最近、人民元が対外的には価値が上昇しながら、国内では価値が下落している現象が広く注目を集めている。暮らしの中で多くの人が次のような疑問を抱く。人民元はずっと値上がりしているはずではなかったか。なぜ今ものを買おうとすると前よりも値段が高くなっているのか、人民元はますます値打ちが下がっているのではないか。これは下落ということではないのか。人民元はどうして外では値打ちがあるのに、国内では使い出がないのか。こうした疑問について、専門家にたずねてみた。「人民日報」海外版が伝えた。
▽大量の外資が人民元を駆逐
首都経済貿易大学の蘭紀平教授(経済学)は次のように話す。あるデータによると、2005年7月21日に人民元レートをめぐる改革が行われる以前、人民元の対米ドルレート基準値は1ドル=8.2765元だったが、今は6.1450元だ。8年前は8.28元なければ1ドルに交換できず、当時1千元をもっていても120.77ドルにしかならなかった。その後8年で、人民元の対ドルレートは34%以上上昇した。今や、人々は手の中にある人民元をより多くの米ドルに換えられるようになり、米ドルへの交換ということでいえば、レートの上昇で人民元の価値はますます高まることになる。

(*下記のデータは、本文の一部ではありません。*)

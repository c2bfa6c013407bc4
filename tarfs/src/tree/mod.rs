//! Archive-to-tree translation.
//!
//! `ino` derives stable 64-bit identifiers, `index` owns the dual-indexed
//! node arena (path walk + flat inode map), and `loader` materializes the
//! arena from the archive's flat entry list in a single pass.

pub mod index;
pub mod ino;
pub mod loader;
//! Inode derivation.
//!
//! Inodes are derived, not handed out from a counter: the same
//! `(parent, name)` pair always maps to the same 64-bit value, so an inode
//! returned to the kernel during lookup stays valid for the life of the
//! mount without any allocation table.

/// Reserved root inode, fixed by the FUSE protocol.
pub const ROOT_INO: u64 = 1;

const FNV_OFFSET: u64 = 0xcbf2_9ce4_8422_2325;
const FNV_PRIME: u64 = 0x0000_0100_0000_01b3;

/// FNV-1a over the parent inode and the base name. Never returns 0 (invalid
/// on the wire) or [`ROOT_INO`].
pub fn derive_ino(parent: u64, name: &str) -> u64 {
    let mut hash = FNV_OFFSET;
    for b in parent.to_be_bytes() {
        hash = (hash ^ u64::from(b)).wrapping_mul(FNV_PRIME);
    }
    hash = (hash ^ u64::from(b'/')).wrapping_mul(FNV_PRIME);
    for &b in name.as_bytes() {
        hash = (hash ^ u64::from(b)).wrapping_mul(FNV_PRIME);
    }
    if hash <= ROOT_INO {
        hash.wrapping_add(2)
    } else {
        hash
    }
}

人民元レート変動の根本的な原因は中国の経済情勢に出現した大きな変化だ。深セン都市研究会で専門家として顧問を務める顔安生氏によると、これまでの中国は生産力が立ち後れ、輸出する商品が少なく、大量の生産材料と消費財を輸入しなければならず、人民元を保有したがる人はいなかった。だが今や中国は世界2位の経済大国で、世界の輸出強国でもある。それと同時に、中国の投資環境の改善と向上に伴い、国際資本が中国に大量に流れ込んだ。こうした情況の下で、輸出が形成した巨額の外貨準備であれ、外から押し寄せる大量の外資であれ、人民元を通じて循環していくことが必要であり、こうして大量の外貨が人民元を追いかけるという局面が形成された。
顔氏によると、市場のルールに基づけば、国際取引で人民元が供給不足になれば、人民元レートが上昇することになる。つまり、中国の輸出が伸びを維持すれば、外貨と外資は増え続け、人民元が対外的に上昇する市場のパワーに変化は訪れないということだ。